HS2 Phase 2A Bill received Royal Assent.

The HS2 Phase 2B has been approved by both Houses of Parliament and is now waiting for Royal Assent.  Some Lords amendments were approved by the Commons, requiring Government to provide annual reports on the impact of the construction of HS2 2A on ancient woodland, and requiring Government to report on consultation with counties on the impact of HS2 construction road traffic.

Other amendments, including party wall issues and non-disclosure agreements, were not accepted, but will no doubt reappear on the future.

2 comments to “The Occasional thoughts of Lord Berkeley”
  1. I do wonder on what planet Johnson lives, Boris things have changed, long distance travel in particular is likely to feature less and less for obvious reasons. Or is this another example of overpromising and underdelivering. Perhaps the Govt. should state that the HS2 cost will come out of the existing transport budget, in other words work that should be carried out on the existing network will be deferred/cancelled.
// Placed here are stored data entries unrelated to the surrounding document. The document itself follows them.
use directories::ProjectDirs;
use std::path::PathBuf;

const APP_NAME: &str = "hourspin";

/// Centralized application directory resolution
pub struct AppDirs;

impl AppDirs {
    /// Directory for persisted stats, `$HOME/.local/state/hourspin` when HOME is set
    pub fn state_dir() -> Option<PathBuf> {
        if let Ok(home) = std::env::var("HOME") {
            Some(
                PathBuf::from(home)
                    .join(".local")
                    .join("state")
                    .join(APP_NAME),
            )
        } else {
            ProjectDirs::from("", "", APP_NAME).map(|pd| pd.data_local_dir().to_path_buf())
        }
    }

    pub fn stats_json_path() -> Option<PathBuf> {
        Self::state_dir().map(|dir| dir.join("stats.json"))
    }

    pub fn stats_db_path() -> Option<PathBuf> {
        Self::state_dir().map(|dir| dir.join("stats.db"))
    }

    pub fn config_path() -> Option<PathBuf> {
        ProjectDirs::from("", "", APP_NAME).map(|pd| pd.config_dir().join("config.json"))
    }
}
use std::collections::BTreeSet;

use chrono::NaiveDate;
use serde::de::DeserializeOwned;
use serde::{Deserialize, Serialize};
use serde_json::{Map, Value};

use crate::progression::{experience_required, Achievement, Rank};
use crate::util::{mean, percentage};

/// Result of one finished session, kept in the lifetime history.
#[derive(Debug, Clone, PartialEq, Eq, Serialize, Deserialize)]
pub struct SessionRecord {
    pub date: NaiveDate,
    #[serde(rename = "study")]
    pub study_hours: u32,
    #[serde(rename = "game")]
    pub game_hours: u32,
}

impl SessionRecord {
    pub fn total_hours(&self) -> u32 {
        self.study_hours.saturating_add(self.game_hours)
    }
}

/// Lifetime statistics, persisted as a single record.
#[derive(Debug, Clone, PartialEq, Eq, Serialize, Deserialize)]
#[serde(rename_all = "camelCase", default)]
pub struct Stats {
    pub total_study_hours: u32,
    pub total_game_hours: u32,
    pub total_sessions_completed: u32,
    pub session_history: Vec<SessionRecord>,
    pub level: u32,
    pub current_exp: u64,
    pub longest_session: u32,
    #[serde(with = "achievement_flags")]
    pub achievements: BTreeSet<String>,
}

impl Default for Stats {
    fn default() -> Self {
        Self {
            total_study_hours: 0,
            total_game_hours: 0,
            total_sessions_completed: 0,
            session_history: Vec::new(),
            level: 1,
            current_exp: 0,
            longest_session: 0,
            achievements: BTreeSet::new(),
        }
    }
}

impl Stats {
    /// Decode a stored record without ever failing.
    ///
    /// Unparseable input yields defaults; within an object each field that is
    /// missing or has the wrong shape falls back to its own default.
    pub fn from_json_lenient(bytes: &[u8]) -> Self {
        match serde_json::from_slice::<Value>(bytes) {
            Ok(value) => Self::from_value_lenient(&value),
            Err(err) => {
                tracing::warn!(error = %err, "stored stats are not valid JSON, using defaults");
                Self::default()
            }
        }
    }

    pub fn from_value_lenient(value: &Value) -> Self {
        let Some(obj) = value.as_object() else {
            tracing::warn!("stored stats are not an object, using defaults");
            return Self::default();
        };

        let session_history = obj
            .get("sessionHistory")
            .and_then(Value::as_array)
            .map(|entries| {
                entries
                    .iter()
                    .filter_map(|entry| SessionRecord::deserialize(entry).ok())
                    .collect()
            })
            .unwrap_or_default();

        Self {
            total_study_hours: field(obj, "totalStudyHours"),
            total_game_hours: field(obj, "totalGameHours"),
            total_sessions_completed: field(obj, "totalSessionsCompleted"),
            session_history,
            level: field::<u32>(obj, "level").max(1),
            current_exp: field(obj, "currentExp"),
            longest_session: field(obj, "longestSession"),
            achievements: obj
                .get("achievements")
                .map(achievement_flags::from_value)
                .unwrap_or_default(),
        }
    }

    pub fn total_hours(&self) -> u32 {
        self.total_study_hours.saturating_add(self.total_game_hours)
    }

    /// Share of all logged hours that were game hours, to one decimal place.
    pub fn game_percentage(&self) -> f64 {
        percentage(self.total_game_hours, self.total_hours())
    }

    pub fn exp_to_next_level(&self) -> u64 {
        experience_required(self.level)
    }

    /// Fraction of the current level already earned, in `[0, 1)`.
    pub fn exp_progress(&self) -> f64 {
        self.current_exp as f64 / self.exp_to_next_level() as f64
    }

    pub fn rank(&self) -> Rank {
        Rank::for_level(self.level)
    }

    pub fn has_achievement(&self, achievement: Achievement) -> bool {
        self.achievements.contains(achievement.id())
    }

    /// History, most recent session first.
    pub fn recent_history(&self) -> impl Iterator<Item = &SessionRecord> {
        self.session_history.iter().rev()
    }

    pub fn average_session_hours(&self) -> Option<f64> {
        let totals: Vec<f64> = self
            .session_history
            .iter()
            .map(|r| f64::from(r.total_hours()))
            .collect();
        mean(&totals)
    }
}

fn field<T: DeserializeOwned + Default>(obj: &Map<String, Value>, key: &str) -> T {
    obj.get(key)
        .and_then(|v| T::deserialize(v).ok())
        .unwrap_or_default()
}

/// Achievements are stored as `{"id": true}` flags; a plain list of ids is
/// also accepted on the way in.
mod achievement_flags {
    use std::collections::BTreeSet;

    use serde::ser::SerializeMap;
    use serde::{Deserialize, Deserializer, Serializer};
    use serde_json::Value;

    pub fn serialize<S: Serializer>(set: &BTreeSet<String>, s: S) -> Result<S::Ok, S::Error> {
        let mut map = s.serialize_map(Some(set.len()))?;
        for id in set {
            map.serialize_entry(id, &true)?;
        }
        map.end()
    }

    pub fn deserialize<'de, D: Deserializer<'de>>(d: D) -> Result<BTreeSet<String>, D::Error> {
        let value = Value::deserialize(d)?;
        Ok(from_value(&value))
    }

    pub fn from_value(value: &Value) -> BTreeSet<String> {
        match value {
            Value::Object(flags) => flags
                .iter()
                .filter(|(_, unlocked)| unlocked.as_bool() == Some(true))
                .map(|(id, _)| id.clone())
                .collect(),
            Value::Array(ids) => ids
                .iter()
                .filter_map(|id| id.as_str().map(str::to_string))
                .collect(),
            _ => BTreeSet::new(),
        }
    }
}
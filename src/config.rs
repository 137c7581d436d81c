use serde::{Deserialize, Serialize};
use std::fs;
use std::path::{Path, PathBuf};
use std::time::Duration;

use crate::app_dirs::AppDirs;
use crate::countdown::ONE_HOUR_SECS;
use crate::error::{ConfigError, StoreError};
use crate::store::{FileStatsStore, SqliteStatsStore, StatsStore};

#[derive(Debug, Clone, Copy, Serialize, Deserialize, PartialEq, Eq, Default)]
#[serde(rename_all = "lowercase")]
pub enum StatsBackend {
    #[default]
    Json,
    Sqlite,
}

#[derive(Debug, Clone, Serialize, Deserialize, PartialEq)]
#[serde(default)]
pub struct EngineConfig {
    /// Settling time between drawing an hour and committing it.
    pub resolution_delay_ms: u64,
    pub tick_interval_ms: u64,
    pub hour_secs: u32,
    pub stats_backend: StatsBackend,
    /// Overrides the platform state directory.
    pub stats_path: Option<PathBuf>,
}

impl Default for EngineConfig {
    fn default() -> Self {
        Self {
            resolution_delay_ms: 1000,
            tick_interval_ms: 1000,
            hour_secs: ONE_HOUR_SECS,
            stats_backend: StatsBackend::Json,
            stats_path: None,
        }
    }
}

impl EngineConfig {
    pub fn validate(&self) -> Result<(), ConfigError> {
        if self.tick_interval_ms == 0 {
            return Err(ConfigError::ZeroDuration {
                field: "tick_interval_ms",
            });
        }
        if self.hour_secs == 0 {
            return Err(ConfigError::ZeroDuration { field: "hour_secs" });
        }
        Ok(())
    }

    pub fn resolution_delay(&self) -> Duration {
        Duration::from_millis(self.resolution_delay_ms)
    }

    pub fn tick_interval(&self) -> Duration {
        Duration::from_millis(self.tick_interval_ms)
    }

    /// Build the configured stats backend.
    pub fn open_store(&self) -> Result<Box<dyn StatsStore>, StoreError> {
        let store: Box<dyn StatsStore> = match (self.stats_backend, &self.stats_path) {
            (StatsBackend::Json, Some(path)) => Box::new(FileStatsStore::with_path(path)),
            (StatsBackend::Json, None) => Box::new(FileStatsStore::new()),
            (StatsBackend::Sqlite, Some(path)) => Box::new(SqliteStatsStore::open(path)?),
            (StatsBackend::Sqlite, None) => Box::new(SqliteStatsStore::open_default()?),
        };
        Ok(store)
    }
}

pub trait ConfigStore {
    fn load(&self) -> EngineConfig;
    fn save(&self, cfg: &EngineConfig) -> std::io::Result<()>;
}

#[derive(Debug, Clone)]
pub struct FileConfigStore {
    path: PathBuf,
}

impl FileConfigStore {
    #[allow(clippy::new_without_default)]
    pub fn new() -> Self {
        let path = AppDirs::config_path().unwrap_or_else(|| PathBuf::from("hourspin_config.json"));
        Self { path }
    }

    pub fn with_path<P: AsRef<Path>>(p: P) -> Self {
        Self {
            path: p.as_ref().to_path_buf(),
        }
    }
}

impl Default for FileConfigStore {
    fn default() -> Self {
        Self::new()
    }
}

impl ConfigStore for FileConfigStore {
    fn load(&self) -> EngineConfig {
        if let Ok(bytes) = fs::read(&self.path) {
            match serde_json::from_slice::<EngineConfig>(&bytes) {
                Ok(cfg) if cfg.validate().is_ok() => return cfg,
                Ok(_) => {
                    tracing::warn!(path = ?self.path, "config has invalid values, using defaults")
                }
                Err(err) => {
                    tracing::warn!(path = ?self.path, error = %err, "failed to parse config")
                }
            }
        }
        EngineConfig::default()
    }

    fn save(&self, cfg: &EngineConfig) -> std::io::Result<()> {
        if let Some(parent) = self.path.parent() {
            fs::create_dir_all(parent)?;
        }
        let data = serde_json::to_vec_pretty(cfg).unwrap_or_default();
        fs::write(&self.path, data)
    }
}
HS2 remains a nonsense, but who exactly is going to use it IF it goes ahead?

  2. If HS2 budget is already £142.0bn. this information is not widely known, maybe it has been suppressed, as any other adverse comment has been.
    Surely Ministers should be challenged as these figures are way ahead of anything this “Govt.” would admit to. After Chris Packham’s efforts to get HS2 at least paused, as well over 100,000 individuals expressed opposition, I thought that automatically triggered a debate in the House of Commons. What is the current position on these very contentious figures, or is this farce going to continue regardless? Not that this administration appears to care less about the horrendous environmental damage already seen, and HS2 construction has yet to start.